**Data for review**
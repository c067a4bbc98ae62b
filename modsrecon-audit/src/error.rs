//! Error types for modsrecon-audit
//!
//! Per-object conditions (local read, fetch, decode, unresolved node id) are
//! never errors at this level: the pipeline logs and counts them as skips.
//! [`PipelineError`] is reserved for conditions that abort the run.

use thiserror::Error;

use crate::report::ReportError;
use crate::services::file_scanner::ScanError;
use crate::services::mods_client::FetchError;

/// Run-aborting pipeline error
#[derive(Debug, Error)]
pub enum PipelineError {
    /// Configuration or registry failure
    #[error("Common error: {0}")]
    Common(#[from] modsrecon_common::Error),

    /// Root directory cannot be enumerated
    #[error("Scan error: {0}")]
    Scan(#[from] ScanError),

    /// Report file cannot be created or its header written
    #[error("Report error: {0}")]
    Report(#[from] ReportError),

    /// HTTP client could not be constructed
    #[error("Client error: {0}")]
    Client(#[from] FetchError),

    /// A worker or the producer task panicked
    #[error("Worker failed: {0}")]
    Worker(String),
}

impl From<tokio::task::JoinError> for PipelineError {
    fn from(e: tokio::task::JoinError) -> Self {
        PipelineError::Worker(e.to_string())
    }
}

/// Result type for pipeline operations
pub type PipelineResult<T> = Result<T, PipelineError>;
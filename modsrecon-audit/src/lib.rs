//! modsrecon-audit library interface
//!
//! Reconciles legacy MODS documents against the copies served by the live
//! platform and reports every object whose fields drifted.
//!
//! - [`decoder`]: MODS → canonical field record
//! - [`comparator`]: per-object field comparison
//! - [`report`]: shared CSV mismatch report
//! - [`services`]: directory scan, live fetch, node id resolution
//! - [`pipeline`]: bounded concurrent audit run
//! - [`survey`]: element path survey over a MODS directory

pub mod comparator;
pub mod decoder;
pub mod error;
pub mod pipeline;
pub mod report;
pub mod services;
pub mod survey;

pub use crate::comparator::{compare, FieldMismatch, Reconciliation, ReportRow};
pub use crate::decoder::{DecodeError, DecodeWarning, DecodedRecord, ModsDecoder};
pub use crate::error::{PipelineError, PipelineResult};
pub use crate::pipeline::{AuditPipeline, AuditSummary, ObjectOutcome, SkipReason};
pub use crate::report::{ReportError, ReportWriter};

**What the task requires**
Each line from the top of the records down to the one with "node id resolution" must be retyped exactly; include both ends and nothing else.

**Response box**
repository c067a4bbc98ae62b
filename modsrecon-audit/src/error.rs
//! Error types for modsrecon-audit
//!
//! Per-object conditions (local read, fetch, decode, unresolved node id) are
//! never errors at this level: the pipeline logs and counts them as skips.
//! [`PipelineError`] is reserved for conditions that abort the run.

use thiserror::Error;

use crate::report::ReportError;
use crate::services::file_scanner::ScanError;
use crate::services::mods_client::FetchError;

/// Run-aborting pipeline error
#[derive(Debug, Error)]
pub enum PipelineError {
    /// Configuration or registry failure
    #[error("Common error: {0}")]
    Common(#[from] modsrecon_common::Error),

    /// Root directory cannot be enumerated
    #[error("Scan error: {0}")]
    Scan(#[from] ScanError),

    /// Report file cannot be created or its header written
    #[error("Report error: {0}")]
    Report(#[from] ReportError),

    /// HTTP client could not be constructed
    #[error("Client error: {0}")]
    Client(#[from] FetchError),

    /// A worker or the producer task panicked
    #[error("Worker failed: {0}")]
    Worker(String),
}

impl From<tokio::task::JoinError> for PipelineError {
    fn from(e: tokio::task::JoinError) -> Self {
        PipelineError::Worker(e.to_string())
    }
}

/// Result type for pipeline operations
pub type PipelineResult<T> = Result<T, PipelineError>;
filename modsrecon-audit/src/lib.rs
//! modsrecon-audit library interface
//!
//! Reconciles legacy MODS documents against the copies served by the live
//! platform and reports every object whose fields drifted.
//!
//! - [`decoder`]: MODS → canonical field record
//! - [`comparator`]: per-object field comparison
//! - [`report`]: shared CSV mismatch report
//! - [`services`]: directory scan, live fetch, node id resolution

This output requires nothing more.